Advanced Web Attack and Exploitations (AWAE). It is a exploit development course based on Web. it developed by Offensive Security. The course was only offline at BlackHat conference for a couple of years, then eventually Offensive Security brings it online. See the syllabus to get more details. https://www.offensive-security.com/documentation/awae-syllabus.pdf

Am I ready for AWAE ?

Well, this question become increasingly asked by a lot of folks. For me I wasn't hesitant to sign up; however, to be honest no body will give you the right answer except you !! whether you have a 10 years’ experience in the industry or fresh graduate student like me . Here are the things that you may consider to have it before applying for AWAE. Otherwise that course will be heavy.

• You should be good with well-knowns web vulnerabilities (LFI,SQLI ..etc)
• Experience in black box testing would be helpful as a mindset.
• Being able to read and understand complex open source project written by either the following languages ( PHP , NodeJS , java , C# )
• A solid understanding of these topics inheritance, polymorphism ..etc ( OOB)
• Being able to focus for long periods of time on programming & writing exploit.
• Master one interpreter language to automate thing is plus ( Python , Ruby ..etc)

ENROLLING

You will be provided a materials and vpn file to access the labs. The materials divided by 2 parts. A pdf file and videos. The pdf document will explain everything in details. Exercises will be constantly at the end of each module as well as ExtraMile. Keep in mind, ExtraMiles are optional, but don't skip any of them.

EXAM !!

As always Offsec prepare something unbelievable. The good news is , if you understand the matrial and you did the exercises and extramiles, then don't worry the requirement to pass the exam met except to try harder , and never give up.
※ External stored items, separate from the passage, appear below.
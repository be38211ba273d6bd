//! # Benchmark Harness
//!
//! Drives the render loop and samples its timing.
//!
//! ## Loop
//!
//! Each iteration either consumes exactly one pending platform event or,
//! when none is pending, renders one frame. A quit event stops the loop.
//! After every iteration the run budget is checked: the loop continues
//! while neither the time budget nor the sample budget is exhausted, and an
//! unset budget never exhausts.
//!
//! ## Reporting
//!
//! Before rendering a frame, if at least [`REPORT_INTERVAL`] has passed
//! since the interval started, the interval is closed: the status title is
//! updated, one FPS sample is appended, and (with per-interval sampling)
//! the duration of the most recent frame is appended as a frame-time sample.

use std::fmt;
use std::time::Duration;

use crate::bench::SampleBuffers;
use crate::config::{FrameTimeSampling, RunConfiguration};
use crate::foundation::math::{Mat4, Mat4Ext};
use crate::foundation::time::{as_millis_f64, FrameClock};
use crate::platform::{GraphicsBackend, Platform, PlatformEvent};
use crate::render::Scene;

/// Length of one reporting interval
pub const REPORT_INTERVAL: Duration = Duration::from_secs(1);

/// Why the loop ended
#[derive(Debug, Clone, Copy, PartialEq, Eq)]
pub enum StopReason {
    /// The platform delivered a quit event
    QuitSignal,
    /// The configured run time elapsed
    TimeBudget,
    /// The configured number of frame-time samples was recorded
    SampleBudget,
}

/// Harness state machine
#[derive(Debug, Clone, Copy, PartialEq, Eq)]
pub enum HarnessState {
    /// Pumping events and rendering frames
    Running,
    /// Loop finished
    Stopped(StopReason),
}

/// Optional limits on a run
#[derive(Debug, Clone, Copy, Default, PartialEq, Eq)]
pub struct RunBudget {
    /// Wall-clock limit
    pub time_limit: Option<Duration>,
    /// Frame-time sample limit
    pub sample_limit: Option<usize>,
}

impl RunBudget {
    /// No limits: only a quit event ends the run
    pub const fn unlimited() -> Self {
        Self {
            time_limit: None,
            sample_limit: None,
        }
    }

    /// Budgets from the configuration, where 0 means unlimited
    pub fn from_config(config: &RunConfiguration) -> Self {
        Self {
            time_limit: config.time_limit(),
            sample_limit: config.sample_limit(),
        }
    }

    /// The first exhausted budget, if any
    pub fn exhausted(&self, elapsed: Duration, samples: usize) -> Option<StopReason> {
        if self.time_limit.is_some_and(|limit| elapsed >= limit) {
            return Some(StopReason::TimeBudget);
        }
        if self.sample_limit.is_some_and(|limit| samples >= limit) {
            return Some(StopReason::SampleBudget);
        }
        None
    }
}

/// Which samples the harness records
#[derive(Debug, Clone, Copy, Default, PartialEq, Eq)]
pub struct RecordingOptions {
    /// Append one FPS sample per interval
    pub record_fps: bool,
    /// Append frame-time samples
    pub record_frame_time: bool,
    /// When frame-time samples are taken
    pub sampling: FrameTimeSampling,
    /// Record the previous interval's frame count instead of the current one
    pub lagged_fps: bool,
}

impl RecordingOptions {
    /// Recording flags from the configuration
    pub fn from_config(config: &RunConfiguration) -> Self {
        Self {
            record_fps: config.record_fps,
            record_frame_time: config.record_frame_time,
            sampling: config.frame_time_sampling,
            lagged_fps: config.lagged_fps,
        }
    }
}

/// Statistics of one closed reporting interval
#[derive(Debug, Clone, Copy, PartialEq, Eq)]
pub struct IntervalReport {
    /// Frames rendered in the interval
    pub frames: u32,
    /// Interval length
    pub elapsed: Duration,
    /// Duration of the most recent frame
    pub last_frame: Duration,
}

impl IntervalReport {
    /// Interval length divided by frames rendered (0 when nothing rendered)
    pub fn average_frame_ms(&self) -> f64 {
        if self.frames == 0 {
            0.0
        } else {
            as_millis_f64(self.elapsed) / f64::from(self.frames)
        }
    }

    /// Most recent frame's duration in milliseconds
    pub fn last_frame_ms(&self) -> f64 {
        as_millis_f64(self.last_frame)
    }
}

impl fmt::Display for IntervalReport {
    fn fmt(&self, f: &mut fmt::Formatter<'_>) -> fmt::Result {
        write!(
            f,
            "FPS: {} --- Avg. Frame Time: {:.3}ms --- Last Frame Time: {:.3}ms",
            self.frames,
            self.average_frame_ms(),
            self.last_frame_ms()
        )
    }
}

/// Result of a finished run
#[derive(Debug, Clone, PartialEq)]
pub struct BenchmarkOutcome {
    /// Recorded samples
    pub samples: SampleBuffers,
    /// Why the loop ended
    pub stop_reason: StopReason,
    /// Frames rendered over the whole run
    pub frames_rendered: u64,
    /// Time from loop start to stop
    pub run_time: Duration,
}

/// Render loop driver
///
/// Borrows the scene read-only for the whole run; the view-projection
/// matrix is computed once up front since the camera never moves.
pub struct BenchmarkHarness<'s> {
    scene: &'s Scene,
    view_projection: Mat4,
    index_count: u32,
    budget: RunBudget,
    recording: RecordingOptions,
    samples: SampleBuffers,
    state: HarnessState,
    interval_start: Duration,
    frames_this_interval: u32,
    previous_interval_frames: u32,
    frames_rendered: u64,
    last_frame: Duration,
}

impl<'s> BenchmarkHarness<'s> {
    /// Create a harness for `scene` drawn at `aspect_ratio`
    pub fn new(
        scene: &'s Scene,
        aspect_ratio: f32,
        index_count: u32,
        budget: RunBudget,
        recording: RecordingOptions,
    ) -> Self {
        Self {
            scene,
            view_projection: scene.camera().view_projection_matrix(aspect_ratio),
            index_count,
            budget,
            recording,
            samples: SampleBuffers::new(),
            state: HarnessState::Running,
            interval_start: Duration::ZERO,
            frames_this_interval: 0,
            previous_interval_frames: 0,
            frames_rendered: 0,
            last_frame: Duration::ZERO,
        }
    }

    /// Create a harness with budget and recording flags from `config`
    pub fn from_config(scene: &'s Scene, config: &RunConfiguration, aspect_ratio: f32, index_count: u32) -> Self {
        let budget = RunBudget::from_config(config);
        let recording = RecordingOptions::from_config(config);

        if budget.sample_limit.is_some() && !recording.record_frame_time {
            log::warn!("Sample limit set but frame-time recording is off; the sample budget can never be reached");
        }

        Self::new(scene, aspect_ratio, index_count, budget, recording)
    }

    /// Current state
    pub const fn state(&self) -> HarnessState {
        self.state
    }

    /// Samples recorded so far
    pub const fn samples(&self) -> &SampleBuffers {
        &self.samples
    }

    /// Run until a quit event or an exhausted budget
    pub fn run<P, G, C>(mut self, platform: &mut P, graphics: &mut G, clock: &C) -> BenchmarkOutcome
    where
        P: Platform,
        G: GraphicsBackend,
        C: FrameClock,
    {
        let start = clock.now();
        self.interval_start = start;

        log::info!(
            "Benchmark loop started: {} objects, time limit {:?}, sample limit {:?}",
            self.scene.render_objects().len(),
            self.budget.time_limit,
            self.budget.sample_limit
        );

        let stop_reason = loop {
            if let Some(reason) = self.iterate(platform, graphics, clock) {
                break reason;
            }
            let elapsed = clock.now().saturating_sub(start);
            if let Some(reason) = self.budget.exhausted(elapsed, self.samples.frame_time_count()) {
                break reason;
            }
        };

        self.state = HarnessState::Stopped(stop_reason);
        let run_time = clock.now().saturating_sub(start);

        log::info!(
            "Benchmark loop stopped ({:?}) after {:.3}s: {} frames, {} FPS samples, {} frame-time samples",
            stop_reason,
            run_time.as_secs_f64(),
            self.frames_rendered,
            self.samples.fps().len(),
            self.samples.frame_time_count()
        );

        BenchmarkOutcome {
            samples: self.samples,
            stop_reason,
            frames_rendered: self.frames_rendered,
            run_time,
        }
    }

    /// One loop iteration: handle one event or render one frame
    fn iterate<P, G, C>(&mut self, platform: &mut P, graphics: &mut G, clock: &C) -> Option<StopReason>
    where
        P: Platform,
        G: GraphicsBackend,
        C: FrameClock,
    {
        match platform.poll_event() {
            Some(PlatformEvent::Quit) => return Some(StopReason::QuitSignal),
            Some(event) => log::trace!("Platform event: {:?}", event),
            None => {
                let frame_start = clock.now();
                let since_report = frame_start.saturating_sub(self.interval_start);
                if since_report >= REPORT_INTERVAL {
                    self.close_interval(platform, since_report);
                    self.interval_start = frame_start;
                }

                self.render_frame(platform, graphics);
                self.last_frame = clock.now().saturating_sub(frame_start);

                if self.recording.record_frame_time && self.recording.sampling == FrameTimeSampling::PerFrame {
                    self.samples.push_frame_time(as_millis_f64(self.last_frame));
                }
            }
        }
        None
    }

    fn close_interval<P: Platform>(&mut self, platform: &mut P, elapsed: Duration) {
        let report = IntervalReport {
            frames: self.frames_this_interval,
            elapsed,
            last_frame: self.last_frame,
        };
        platform.set_title(&report.to_string());

        if self.recording.record_fps {
            let fps = if self.recording.lagged_fps {
                self.previous_interval_frames
            } else {
                report.frames
            };
            self.samples.push_fps(fps);
        }

        self.previous_interval_frames = report.frames;
        self.frames_this_interval = 0;

        if self.recording.record_frame_time && self.recording.sampling == FrameTimeSampling::PerInterval {
            self.samples.push_frame_time(report.last_frame_ms());
        }
    }

    fn render_frame<P: Platform, G: GraphicsBackend>(&mut self, platform: &mut P, graphics: &mut G) {
        graphics.begin_frame(&self.view_projection);
        for object in self.scene.render_objects() {
            graphics.draw_indexed(&Mat4::translation(object.position()), self.index_count);
        }
        graphics.end_frame();
        platform.swap_buffers();

        self.frames_this_interval += 1;
        self.frames_rendered += 1;
    }
}
use crate::connection::ConnectionStatus;
use crate::network::ConnectionEvent;
use log::debug;
use shared::{Activities, Activity, ActiveState, Effect, GameState, Player, PlayerId};

/// Local view of the game, rebuilt from connection events
#[derive(Debug, Clone)]
pub struct ClientGame {
    pub status: ConnectionStatus,
    pub activities: Activities,
    pub state: Option<GameState>,
    pub last_effect: Option<Effect>,
    /// Player this console buzzes for, if any
    pub player_id: Option<PlayerId>,
}

impl ClientGame {
    pub fn new(player_id: Option<PlayerId>) -> Self {
        Self {
            status: ConnectionStatus::Disconnected,
            activities: Activities::new(),
            state: None,
            last_effect: None,
            player_id,
        }
    }

    /// Folds one event into the view; returns whether anything visible changed
    pub fn apply(&mut self, event: ConnectionEvent) -> bool {
        match event {
            ConnectionEvent::Connecting => self.set_status(ConnectionStatus::Connecting),
            ConnectionEvent::Connected => self.set_status(ConnectionStatus::Connected),
            ConnectionEvent::Disconnected => self.set_status(ConnectionStatus::Disconnected),
            ConnectionEvent::GameState(state) => {
                if self.state.as_ref() == Some(&state) {
                    return false;
                }
                self.state = Some(state);
                true
            }
            ConnectionEvent::Activities(activities) => {
                debug!("Received catalog with {} activities", activities.len());
                self.activities = activities;
                true
            }
            ConnectionEvent::Effect(effect) => {
                self.last_effect = Some(effect);
                true
            }
        }
    }

    fn set_status(&mut self, status: ConnectionStatus) -> bool {
        let changed = self.status != status;
        self.status = status;
        changed
    }

    pub fn buzzers_enabled(&self) -> bool {
        self.state.as_ref().is_some_and(|s| s.buzzers.enabled)
    }

    /// 1-based position of a player in the buzz order
    pub fn buzz_position(&self, player_id: PlayerId) -> Option<usize> {
        let buzzes = self.state.as_ref()?.buzzers.state.as_ref()?;
        buzzes
            .iter()
            .position(|entry| entry.player_id == player_id)
            .map(|index| index + 1)
    }

    pub fn player(&self, player_id: PlayerId) -> Option<&Player> {
        self.state.as_ref()?.players.get(&player_id)
    }

    pub fn me(&self) -> Option<&Player> {
        self.player(self.player_id?)
    }

    pub fn active_activity(&self) -> Option<&Activity> {
        self.state.as_ref()?.active.activity.as_ref()
    }

    pub fn active_state(&self) -> Option<&ActiveState> {
        self.state.as_ref()?.active.state.as_ref()
    }
}

impl Default for ClientGame {
    fn default() -> Self {
        Self::new(None)
    }
}
//! Connection manager: keeps one WebSocket to the server alive
//!
//! The manager connects, watches the server heartbeat, reconnects with a
//! linear backoff when the link dies and surfaces everything it hears as
//! `ConnectionEvent`s on a broadcast channel. Commands are only transmitted
//! while the socket is open; anything sent in between is dropped.

use crate::connection::{ConnectionState, ConnectionStatus, Inbound, ReconnectBackoff};
use futures_util::{SinkExt, StreamExt};
use log::{debug, error, info, warn};
use shared::{
    Activities, Command, Effect, GameState, ProtocolError, DEFAULT_PORT, HEARTBEAT_TIMEOUT_MS,
    MAX_RECONNECT_DELAY_MS, RECONNECT_STEP_MS, WS_PATH,
};
use std::sync::atomic::{AtomicBool, Ordering};
use std::sync::Arc;
use std::time::Duration;
use thiserror::Error;
use tokio::net::TcpStream;
use tokio::sync::{broadcast, mpsc, watch, Notify, RwLock};
use tokio::task::JoinHandle;
use tokio::time::{sleep, Instant};
use tokio_tungstenite::tungstenite::Message;
use tokio_tungstenite::{MaybeTlsStream, WebSocketStream};

const EVENT_CHANNEL_CAPACITY: usize = 256;

#[derive(Debug, Error)]
pub enum ClientError {
    #[error("websocket error: {0}")]
    WebSocket(#[from] tokio_tungstenite::tungstenite::Error),
    #[error(transparent)]
    Protocol(#[from] ProtocolError),
}

#[derive(Debug, Clone)]
pub struct ClientConfig {
    /// WebSocket URL of the server, including the `/ws` path
    pub url: String,
    /// Silence after which the connection is considered dead
    pub heartbeat_timeout: Duration,
    pub reconnect_step: Duration,
    pub max_reconnect_delay: Duration,
}

impl Default for ClientConfig {
    fn default() -> Self {
        Self {
            url: format!("ws://127.0.0.1:{}{}", DEFAULT_PORT, WS_PATH),
            heartbeat_timeout: Duration::from_millis(HEARTBEAT_TIMEOUT_MS),
            reconnect_step: Duration::from_millis(RECONNECT_STEP_MS),
            max_reconnect_delay: Duration::from_millis(MAX_RECONNECT_DELAY_MS),
        }
    }
}

/// Notifications surfaced to subscribers
#[derive(Debug, Clone)]
pub enum ConnectionEvent {
    Connecting,
    Connected,
    Disconnected,
    GameState(GameState),
    Activities(Activities),
    Effect(Effect),
}

struct Shared {
    config: ClientConfig,
    events: broadcast::Sender<ConnectionEvent>,
    status: watch::Sender<ConnectionStatus>,
    /// Present only while the socket is open
    outbound: RwLock<Option<mpsc::UnboundedSender<String>>>,
    closed: AtomicBool,
    shutdown: Notify,
}

impl Shared {
    fn emit(&self, event: ConnectionEvent) {
        // Err only means nobody is subscribed
        let _ = self.events.send(event);
    }

    fn is_closed(&self) -> bool {
        self.closed.load(Ordering::SeqCst)
    }
}

/// Handle to a managed connection; clones share the same socket
#[derive(Clone)]
pub struct ConnectionManager {
    shared: Arc<Shared>,
}

impl ConnectionManager {
    pub fn new(config: ClientConfig) -> Self {
        let (events, _) = broadcast::channel(EVENT_CHANNEL_CAPACITY);
        let (status, _) = watch::channel(ConnectionStatus::Disconnected);
        Self {
            shared: Arc::new(Shared {
                config,
                events,
                status,
                outbound: RwLock::new(None),
                closed: AtomicBool::new(false),
                shutdown: Notify::new(),
            }),
        }
    }

    /// Returns a receiver for every event emitted from now on
    pub fn subscribe(&self) -> broadcast::Receiver<ConnectionEvent> {
        self.shared.events.subscribe()
    }

    pub fn status(&self) -> ConnectionStatus {
        *self.shared.status.borrow()
    }

    /// Spawns the connection task
    pub fn start(&self) -> JoinHandle<()> {
        let shared = Arc::clone(&self.shared);
        tokio::spawn(run(shared))
    }

    /// Serializes and transmits a command if the socket is open
    ///
    /// Returns whether the command was handed to the socket; commands sent
    /// while disconnected are dropped.
    pub async fn send_command(&self, command: &Command) -> Result<bool, ClientError> {
        let text = command.encode()?;
        let outbound = self.shared.outbound.read().await;
        match outbound.as_ref() {
            Some(sender) => Ok(sender.send(text).is_ok()),
            None => {
                debug!("Dropping {} while disconnected", command.name());
                Ok(false)
            }
        }
    }

    /// Closes the socket and stops reconnecting
    pub fn close(&self) {
        self.shared.closed.store(true, Ordering::SeqCst);
        self.shared.shutdown.notify_one();
    }
}

/// Connect, serve, back off, repeat until closed
async fn run(shared: Arc<Shared>) {
    let config = &shared.config;
    let mut state = ConnectionState::new(ReconnectBackoff::new(
        config.reconnect_step,
        config.max_reconnect_delay,
    ));

    while !shared.is_closed() {
        state.begin_attempt();
        shared.status.send_replace(state.status());
        shared.emit(ConnectionEvent::Connecting);
        info!("Attempting connection to server at {}", config.url);

        let attempt = tokio::select! {
            result = tokio_tungstenite::connect_async(config.url.as_str()) => result,
            _ = shared.shutdown.notified() => break,
        };

        match attempt {
            Ok((ws_stream, _response)) => {
                info!("Connected to server");
                // Commands must be accepted by the time subscribers see Connected
                let (outbound_tx, outbound_rx) = mpsc::unbounded_channel::<String>();
                *shared.outbound.write().await = Some(outbound_tx);

                state.opened();
                shared.status.send_replace(state.status());
                shared.emit(ConnectionEvent::Connected);

                serve(&shared, &mut state, ws_stream, outbound_rx).await;
            }
            Err(e) => warn!("Connection to {} failed: {}", config.url, e),
        }

        if shared.is_closed() {
            break;
        }

        let delay = state.lost();
        shared.status.send_replace(state.status());
        shared.emit(ConnectionEvent::Disconnected);

        tokio::select! {
            _ = sleep(delay) => {}
            _ = shared.shutdown.notified() => break,
        }
    }

    shared.status.send_replace(ConnectionStatus::Disconnected);
    info!("Connection closed");
}

/// Pumps one open socket until it dies, times out or is closed
async fn serve(
    shared: &Shared,
    state: &mut ConnectionState,
    ws_stream: WebSocketStream<MaybeTlsStream<TcpStream>>,
    mut outbound_rx: mpsc::UnboundedReceiver<String>,
) {
    let (mut ws_sender, mut ws_receiver) = ws_stream.split();

    let heartbeat_timeout = shared.config.heartbeat_timeout;
    let timeout = sleep(heartbeat_timeout);
    tokio::pin!(timeout);

    loop {
        tokio::select! {
            incoming = ws_receiver.next() => {
                match incoming {
                    Some(Ok(Message::Text(text))) => match state.receive(text.as_str()) {
                        Inbound::Heartbeat => {
                            timeout.as_mut().reset(Instant::now() + heartbeat_timeout);
                        }
                        Inbound::State(game_state) => {
                            shared.emit(ConnectionEvent::GameState(game_state));
                        }
                        Inbound::Activities(activities) => {
                            shared.emit(ConnectionEvent::Activities(activities));
                        }
                        Inbound::Effect(effect) => shared.emit(ConnectionEvent::Effect(effect)),
                        Inbound::Stale { time, last } => {
                            debug!("Dropping stale snapshot ({} < {})", time, last);
                        }
                        Inbound::Malformed(e) => error!("Received malformed message: {}", e),
                    },
                    Some(Ok(Message::Close(_))) | None => {
                        info!("Socket closed by server");
                        break;
                    }
                    Some(Ok(_)) => {}
                    Some(Err(e)) => {
                        error!("Socket error: {}", e);
                        break;
                    }
                }
            }

            Some(text) = outbound_rx.recv() => {
                if let Err(e) = ws_sender.send(Message::Text(text.into())).await {
                    error!("Failed to send command: {}", e);
                    break;
                }
            }

            _ = &mut timeout => {
                error!("Missed heartbeat, closing socket");
                break;
            }

            _ = shared.shutdown.notified() => break,
        }
    }

    *shared.outbound.write().await = None;
    let _ = ws_sender.close().await;
}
The exam has 2 applications and each of them will ask you to bypass the authication and get RCE. so be prepared and ready !!. Here is my advices for who schedule the exam.

• It's better to give yourself break before the exam date and enjoy with your family.

• Don't apply black box testing on input ( it won't work ).

• Start confidently and challenge yourself to get the whole points , not only the ( pass requirements )

• If you spot the issue and it leads to complicated things stop!!!!! turn around!! (back later if you didn't find a unique issue)

• Debugging is the key! ( just remember that ) => ( print("reach line 24 :D , pass first condition :D bom!!"))

• Prepare your plan for authentication bypass , for instance (it could be login issue, access controller or session prediction , weak token ..etc ) , I recommended to use your own list and prepare it before the exam date.

• Don't read the instructions to much :D , they won't hide the answers between the words.

WRAP UP

Advanced Web Attack and Exploitation is rewarding course and recommended to anyone who wants to delve into web bug henting. Although the course deal with white box & code review, we may have the decompiled code or a source code by hands in some cases. In addition, it will guide you on a different technique to use it in vulnerability discovery as well as debugging. At the end , it will develop a exploit to chain multi vulnerability together and craft appropriate exploit to gain remote code execution.